Friday, May. 24, 1963
A Three-Test Ban
From the councils of the Administration last week emerged a curt and puzzling bulletin announcing that the three detonations scheduled to take place at the Nevada nuclear test, site during May had been canceled. That was all. There was no public gesture of explanation.
Shortly before, President Kennedy had received from Premier Khrushchev a message replying to a joint U.S.-British appeal to get the stalled nuclear test ban negotiations moving again. To head off the obvious inference that Khrushchev's message prompted the U.S. decision to cancel the Nevada tests, Administration spokesmen hastened to assure newsmen that the events were unconnected. "Just a coincidence," said one high official. Khrushchev's letter, according to New Frontiersmen, "left the test ban issue right where it was--on dead center."

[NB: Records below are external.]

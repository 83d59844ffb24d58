//! Caller identity extractor.

use axum::{async_trait, extract::FromRequestParts, http::request::Parts};
use jobportal_core::Principal;
use std::convert::Infallible;

/// The caller attached by the auth middleware, or the guest principal.
///
/// Never rejects; role checks happen in the services.
pub struct CurrentPrincipal(pub Principal);

impl std::ops::Deref for CurrentPrincipal {
    type Target = Principal;

    fn deref(&self) -> &Self::Target {
        &self.0
    }
}

#[async_trait]
impl<S> FromRequestParts<S> for CurrentPrincipal
where
    S: Send + Sync,
{
    type Rejection = Infallible;

    async fn from_request_parts(parts: &mut Parts, _state: &S) -> Result<Self, Self::Rejection> {
        Ok(Self(
            parts.extensions.get::<Principal>().cloned().unwrap_or_default(),
        ))
    }
}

Seeking an Excuse. What really led the Administration to call off the tests was another, indirect message from Khrushchev. In a flurry of radio broadcasts, the Russians charged the U.S. with "imposing on the world a new round in the atomic arms race," warned that Russia "is not going to stand by idly watching the U.S. perfect its nuclear weapons."
Although the Nevada detonations would have been the first fallout-producing nuclear tests of 1963 on either side of the Iron Curtain, they hardly warranted the Russian outbursts. Of the three explosions, only two would have been nuclear (the other test was to have employed a conventional chemical explosive), and they would have been fire-crackerish as nuclear tests go. The fallout would have been confined to the vicinity of the test site.
The Russian denunciations confirmed U.S. suspicions that the Kremlin is looking for an excuse to go ahead with a new series of nuclear tests. If the Russians do that, the Administration reasons, the U.S. will have no choice but to proceed with full-scale testing, and the last, faint hope for a nuclear test ban will vanish. To avoid giving the Russians an excuse, the U.S. canceled its tests.
Clinging to Hope. After 4 1/2 years of intermittent test ban talks between the U.S. and Russia, the current negotiations in Geneva are stuck on the basic issue of how many on-site inspections each side would permit in its territory. The U.S. wants seven a year; the Russians refuse to consider any more than three.
Faint as the test ban hope seems, President Kennedy clings to it. Last week Kennedy was cheerfully telling visitors that things were going well for his Administration. Then one of his guests mentioned the test ban impasse. The President's hand flopped down on the arm of his rocking chair. His jaw tightened. He shook his head. "If we don't get an agreement this time," he said, "that's about it. That's the end. We'll both go right on testing."